● Instructions for the task
Which lines of the entries contain the string "ChatMode"? Please find them and copy them.
***** Extracted information
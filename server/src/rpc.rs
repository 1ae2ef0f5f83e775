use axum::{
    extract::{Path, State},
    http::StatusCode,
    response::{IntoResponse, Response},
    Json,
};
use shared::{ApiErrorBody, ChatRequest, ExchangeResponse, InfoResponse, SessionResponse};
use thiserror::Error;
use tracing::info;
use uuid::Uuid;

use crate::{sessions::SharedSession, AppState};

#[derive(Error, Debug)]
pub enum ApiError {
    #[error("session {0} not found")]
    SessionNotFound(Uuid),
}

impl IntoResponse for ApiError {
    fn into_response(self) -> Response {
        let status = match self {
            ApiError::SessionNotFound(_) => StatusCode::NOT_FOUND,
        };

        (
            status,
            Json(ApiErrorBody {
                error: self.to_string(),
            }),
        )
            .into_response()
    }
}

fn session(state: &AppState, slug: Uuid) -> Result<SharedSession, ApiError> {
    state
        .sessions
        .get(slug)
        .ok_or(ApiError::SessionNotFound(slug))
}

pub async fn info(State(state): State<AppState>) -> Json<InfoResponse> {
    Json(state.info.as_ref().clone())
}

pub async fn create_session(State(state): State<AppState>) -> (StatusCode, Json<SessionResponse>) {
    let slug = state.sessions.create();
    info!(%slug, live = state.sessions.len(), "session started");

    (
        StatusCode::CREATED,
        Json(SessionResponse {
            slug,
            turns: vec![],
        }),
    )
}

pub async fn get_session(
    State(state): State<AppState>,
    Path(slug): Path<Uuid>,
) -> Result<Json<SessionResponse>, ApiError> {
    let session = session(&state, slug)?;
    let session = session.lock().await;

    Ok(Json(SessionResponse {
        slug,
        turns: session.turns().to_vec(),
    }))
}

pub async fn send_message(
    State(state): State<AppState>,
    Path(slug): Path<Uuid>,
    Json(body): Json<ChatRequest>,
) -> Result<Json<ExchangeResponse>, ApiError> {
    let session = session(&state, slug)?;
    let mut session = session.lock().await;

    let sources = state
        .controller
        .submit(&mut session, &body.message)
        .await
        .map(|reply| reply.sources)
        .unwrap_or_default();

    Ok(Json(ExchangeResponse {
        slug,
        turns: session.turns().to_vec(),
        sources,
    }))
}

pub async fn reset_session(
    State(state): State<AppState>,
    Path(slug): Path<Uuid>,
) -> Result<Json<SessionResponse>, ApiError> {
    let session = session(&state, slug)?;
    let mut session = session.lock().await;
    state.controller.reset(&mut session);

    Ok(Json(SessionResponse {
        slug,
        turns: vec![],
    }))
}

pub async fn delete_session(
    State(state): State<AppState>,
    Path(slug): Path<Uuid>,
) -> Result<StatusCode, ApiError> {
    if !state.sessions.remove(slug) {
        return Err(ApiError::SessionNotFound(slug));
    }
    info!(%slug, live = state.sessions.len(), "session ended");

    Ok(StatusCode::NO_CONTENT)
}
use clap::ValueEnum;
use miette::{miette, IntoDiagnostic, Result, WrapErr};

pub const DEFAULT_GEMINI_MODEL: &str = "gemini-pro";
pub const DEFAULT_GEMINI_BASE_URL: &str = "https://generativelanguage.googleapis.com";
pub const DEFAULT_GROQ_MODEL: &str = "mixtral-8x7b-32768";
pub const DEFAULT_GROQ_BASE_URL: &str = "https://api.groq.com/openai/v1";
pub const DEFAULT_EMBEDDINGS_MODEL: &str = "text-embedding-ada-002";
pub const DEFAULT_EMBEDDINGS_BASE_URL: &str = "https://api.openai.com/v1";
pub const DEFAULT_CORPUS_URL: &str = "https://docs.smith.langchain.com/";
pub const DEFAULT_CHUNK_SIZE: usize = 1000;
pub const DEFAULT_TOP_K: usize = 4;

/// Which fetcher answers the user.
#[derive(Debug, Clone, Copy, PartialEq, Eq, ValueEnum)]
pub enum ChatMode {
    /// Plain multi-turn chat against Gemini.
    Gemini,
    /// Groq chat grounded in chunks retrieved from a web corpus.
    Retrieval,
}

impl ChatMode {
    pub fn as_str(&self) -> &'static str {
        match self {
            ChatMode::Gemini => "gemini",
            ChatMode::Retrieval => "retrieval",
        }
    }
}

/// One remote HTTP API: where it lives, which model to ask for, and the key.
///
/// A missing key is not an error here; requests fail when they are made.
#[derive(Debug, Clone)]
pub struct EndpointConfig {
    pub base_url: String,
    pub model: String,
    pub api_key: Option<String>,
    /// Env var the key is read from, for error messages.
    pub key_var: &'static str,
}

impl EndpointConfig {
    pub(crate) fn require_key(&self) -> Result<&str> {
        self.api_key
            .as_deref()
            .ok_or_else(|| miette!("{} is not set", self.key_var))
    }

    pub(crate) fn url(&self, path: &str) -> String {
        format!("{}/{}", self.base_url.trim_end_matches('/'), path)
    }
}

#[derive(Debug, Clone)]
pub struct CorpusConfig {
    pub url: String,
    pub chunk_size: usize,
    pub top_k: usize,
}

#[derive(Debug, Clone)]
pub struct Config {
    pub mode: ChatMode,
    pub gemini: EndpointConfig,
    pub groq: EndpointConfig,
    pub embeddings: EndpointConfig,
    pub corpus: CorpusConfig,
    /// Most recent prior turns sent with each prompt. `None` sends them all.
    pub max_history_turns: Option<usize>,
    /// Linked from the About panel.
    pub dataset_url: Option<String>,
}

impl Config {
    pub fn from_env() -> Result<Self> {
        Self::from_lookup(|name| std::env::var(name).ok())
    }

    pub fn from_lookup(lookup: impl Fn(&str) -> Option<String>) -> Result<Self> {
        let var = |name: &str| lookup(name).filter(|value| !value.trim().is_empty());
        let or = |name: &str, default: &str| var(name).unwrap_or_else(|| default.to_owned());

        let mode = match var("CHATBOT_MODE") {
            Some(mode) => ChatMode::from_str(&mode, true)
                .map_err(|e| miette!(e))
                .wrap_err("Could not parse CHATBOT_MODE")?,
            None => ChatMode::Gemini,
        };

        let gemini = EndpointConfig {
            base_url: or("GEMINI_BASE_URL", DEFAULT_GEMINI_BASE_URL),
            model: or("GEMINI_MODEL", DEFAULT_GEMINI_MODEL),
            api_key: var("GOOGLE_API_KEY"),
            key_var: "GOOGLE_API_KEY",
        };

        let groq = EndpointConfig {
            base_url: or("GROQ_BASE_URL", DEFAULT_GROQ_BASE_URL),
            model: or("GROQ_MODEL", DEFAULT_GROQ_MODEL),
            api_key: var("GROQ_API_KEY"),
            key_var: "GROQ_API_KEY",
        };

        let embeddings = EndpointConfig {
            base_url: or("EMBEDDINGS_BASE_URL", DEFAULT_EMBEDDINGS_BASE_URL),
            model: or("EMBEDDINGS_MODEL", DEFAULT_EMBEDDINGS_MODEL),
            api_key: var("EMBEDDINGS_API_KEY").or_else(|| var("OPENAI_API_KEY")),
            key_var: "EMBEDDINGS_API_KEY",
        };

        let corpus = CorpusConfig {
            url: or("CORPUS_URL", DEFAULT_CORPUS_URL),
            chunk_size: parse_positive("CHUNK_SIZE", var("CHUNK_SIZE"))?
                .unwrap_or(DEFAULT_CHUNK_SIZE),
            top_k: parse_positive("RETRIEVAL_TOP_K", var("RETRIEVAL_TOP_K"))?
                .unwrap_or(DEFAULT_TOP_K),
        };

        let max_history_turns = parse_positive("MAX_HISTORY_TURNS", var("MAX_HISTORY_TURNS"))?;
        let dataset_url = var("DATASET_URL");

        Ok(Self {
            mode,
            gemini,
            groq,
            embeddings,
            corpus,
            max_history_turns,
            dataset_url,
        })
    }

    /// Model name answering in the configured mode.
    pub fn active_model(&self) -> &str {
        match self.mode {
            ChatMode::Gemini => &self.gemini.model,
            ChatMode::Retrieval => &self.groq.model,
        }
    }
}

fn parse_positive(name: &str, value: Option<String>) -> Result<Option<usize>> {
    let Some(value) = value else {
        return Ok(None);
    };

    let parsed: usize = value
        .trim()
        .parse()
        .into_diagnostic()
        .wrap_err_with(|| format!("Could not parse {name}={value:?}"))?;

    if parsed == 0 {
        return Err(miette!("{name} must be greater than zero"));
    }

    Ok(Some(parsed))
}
**********
***** Extracted information
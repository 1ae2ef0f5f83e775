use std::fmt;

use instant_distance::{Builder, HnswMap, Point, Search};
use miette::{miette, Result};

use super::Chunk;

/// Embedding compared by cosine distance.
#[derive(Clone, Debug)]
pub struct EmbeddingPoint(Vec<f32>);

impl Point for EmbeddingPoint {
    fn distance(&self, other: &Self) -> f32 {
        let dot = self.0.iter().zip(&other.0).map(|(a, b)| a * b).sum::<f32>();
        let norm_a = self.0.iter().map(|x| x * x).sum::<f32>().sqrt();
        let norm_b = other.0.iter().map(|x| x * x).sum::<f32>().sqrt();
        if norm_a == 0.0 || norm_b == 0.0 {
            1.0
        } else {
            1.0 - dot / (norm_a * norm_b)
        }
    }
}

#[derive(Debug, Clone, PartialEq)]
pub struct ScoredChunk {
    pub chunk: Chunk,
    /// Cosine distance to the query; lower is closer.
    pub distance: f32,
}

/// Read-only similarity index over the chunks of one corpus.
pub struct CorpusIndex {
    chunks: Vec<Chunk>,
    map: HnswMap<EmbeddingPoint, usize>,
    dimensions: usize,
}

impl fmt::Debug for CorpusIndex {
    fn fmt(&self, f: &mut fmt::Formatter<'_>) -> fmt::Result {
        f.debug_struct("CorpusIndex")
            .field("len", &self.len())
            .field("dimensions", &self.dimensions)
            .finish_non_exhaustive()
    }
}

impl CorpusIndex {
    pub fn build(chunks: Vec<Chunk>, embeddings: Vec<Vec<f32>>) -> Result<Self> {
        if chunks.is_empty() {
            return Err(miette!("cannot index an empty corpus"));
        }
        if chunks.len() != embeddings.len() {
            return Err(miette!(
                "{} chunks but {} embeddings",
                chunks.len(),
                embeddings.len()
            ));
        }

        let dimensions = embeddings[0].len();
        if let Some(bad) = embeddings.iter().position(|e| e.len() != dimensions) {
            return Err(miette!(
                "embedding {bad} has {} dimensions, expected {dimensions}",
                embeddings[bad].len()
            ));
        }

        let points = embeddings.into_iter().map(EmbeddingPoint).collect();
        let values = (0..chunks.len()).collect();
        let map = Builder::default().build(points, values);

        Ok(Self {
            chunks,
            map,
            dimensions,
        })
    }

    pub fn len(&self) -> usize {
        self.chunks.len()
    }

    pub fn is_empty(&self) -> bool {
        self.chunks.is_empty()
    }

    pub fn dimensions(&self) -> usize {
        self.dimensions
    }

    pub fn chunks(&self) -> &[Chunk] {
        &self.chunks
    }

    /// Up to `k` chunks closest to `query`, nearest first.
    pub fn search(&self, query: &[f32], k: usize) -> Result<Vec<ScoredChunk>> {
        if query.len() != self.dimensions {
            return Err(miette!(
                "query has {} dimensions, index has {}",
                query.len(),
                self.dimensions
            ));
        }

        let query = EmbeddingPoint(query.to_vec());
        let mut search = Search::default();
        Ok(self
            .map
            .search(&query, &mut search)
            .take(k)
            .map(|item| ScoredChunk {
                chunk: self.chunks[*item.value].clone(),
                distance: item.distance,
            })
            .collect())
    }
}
**********
● Worked solution
pub enum ChatMode {
impl ChatMode {
            ChatMode::Gemini => "gemini",
            ChatMode::Retrieval => "retrieval",
    pub mode: ChatMode,
            Some(mode) => ChatMode::from_str(&mode, true)
            None => ChatMode::Gemini,
            ChatMode::Gemini => &self.gemini.model,
            ChatMode::Retrieval => &self.groq.model,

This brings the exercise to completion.